I- Por força do disposto no art. 11.1 do D.L. 124/79, os lugares de tecnico superior de 1 classe do SMS eram providos por escolha, de entre tecnicos superiores de
2 classe com o minimo de tres anos de serviço nesta categoria e habilitados com licenciatura em curso superior adequado.
II- Face a este preceito e ao art. 38 do mesmo diploma, conclui-se que foi conferido ao Secret. de Estado da Saude (SES) um poder em parte vinculado - no respeitante a exigencia da categoria de tecnico superior de 2 classe com o minimo de 3 anos nela e da habilitação academica - e no mais discricionario.

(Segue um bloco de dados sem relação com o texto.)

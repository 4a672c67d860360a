use std::{cell::RefCell, collections::HashMap, hash::Hash, rc::Rc};

use log::{trace, warn};

use shadow_sync_shared::{EventId, IdGenerator, IdGeneratorConfig, Publisher, ViewMessage};

use crate::{
    backend::{EventListener, ViewEvent},
    registry::NodeIndex,
};

pub(crate) type SharedPublisher = Rc<RefCell<Box<dyn Publisher>>>;

pub(crate) fn publish(publisher: &SharedPublisher, message: ViewMessage) {
    trace!("publishing {:?}", message.opcode());
    publisher.borrow_mut().publish(message.to_wire());
}

/// Forwards backend events to the data side.
///
/// The first notification of a dispatch allocates an event id and carries
/// the full event description. Later notifications of the same dispatch only
/// carry the id. Ids are released once the host runs its microtasks, after
/// the dispatch has finished.
pub(crate) struct EventRelay {
    publisher: SharedPublisher,
    event_ids: IdGenerator<EventId>,
    live: HashMap<u64, EventId>,
    releases: Vec<u64>,
}

impl EventRelay {
    pub fn new(publisher: SharedPublisher, config: &IdGeneratorConfig) -> Self {
        Self {
            publisher,
            event_ids: IdGenerator::new(config),
            live: HashMap::new(),
            releases: Vec::new(),
        }
    }

    pub fn notify<N: Eq + Hash>(&mut self, index: &NodeIndex<N>, event: &ViewEvent<N>) {
        let ids = {
            let index = index.borrow();
            index
                .get(&event.current_target)
                .copied()
                .zip(index.get(&event.target).copied())
        };
        let Some((current_target, target)) = ids else {
            trace!("event `{}` on a node unknown to the channel", event.name);
            return;
        };

        let message = match self.live.get(&event.dispatch_id) {
            Some(id) => ViewMessage::Event {
                event: *id,
                current_target,
                mark: event.mark.clone(),
                target,
                capture: event.capture,
            },
            None => {
                let id = self.event_ids.gen();
                self.live.insert(event.dispatch_id, id);
                self.releases.push(event.dispatch_id);
                ViewMessage::CreateEvent {
                    event: id,
                    name: event.name.clone(),
                    detail: event.detail.clone(),
                    options: event.options.clone(),
                    current_target,
                    mark: event.mark.clone(),
                    target,
                    capture: event.capture,
                }
            }
        };
        publish(&self.publisher, message);
    }

    /// Releases every event id allocated since the last call
    pub fn flush_releases(&mut self) {
        for dispatch_id in std::mem::take(&mut self.releases) {
            match self.live.remove(&dispatch_id) {
                Some(event) => {
                    publish(&self.publisher, ViewMessage::ReleaseEvent { event });
                    self.event_ids.release(event);
                }
                None => warn!("dispatch {} released twice", dispatch_id),
            }
        }
    }

    pub fn live_events(&self) -> usize {
        self.live.len()
    }
}

/// Listener handed to the backend for every registered event type
pub(crate) fn relay_listener<N: Eq + Hash + 'static>(
    relay: &Rc<RefCell<EventRelay>>,
    index: &NodeIndex<N>,
) -> EventListener<N> {
    let relay = relay.clone();
    let index = index.clone();
    Box::new(move |event| relay.borrow_mut().notify(&index, event))
}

III- A auto-vinculação da Administração a determinadas regras quando, no uso de um poder discricionario, e livre de escolher os pressupostos que julgue mais idoneos a realização do interesse publico, e jurisprudencialmente aceite desde que isso não constitua um acto normativo mas se traduza num acto administrativo, isto e, no desenvolvimento de uma actividade com vista a produção de efeitos na esfera juridica de pessoas individualizadas, embora, na decorrencia de um concurso ja aberto, não possam alterar-se os criterios de autovinculação, sob pena de se cair no arbitrio.
IV- O D.L. 191-C/79, como resulta do seu art. 1, não se aplica a instalação dos Serv. Medico-Sociais (SMS).
V- O objectivo da fundamentação do acto administrativo e dar a conhecer ao(s) seu(s) destinatario(s) a motivação desse acto, as razões que determinam o agente administrativo a fazer certa opção e não outra.
VI- Verificando-se que o recorrente mostrou estar inteirado dos verdadeiros e integrais motivos da decisão recorrida, contra eles dirigindo os seus argumentos e razões de discordancia, improcede a alegação de vicio de forma por falta de fundamentação.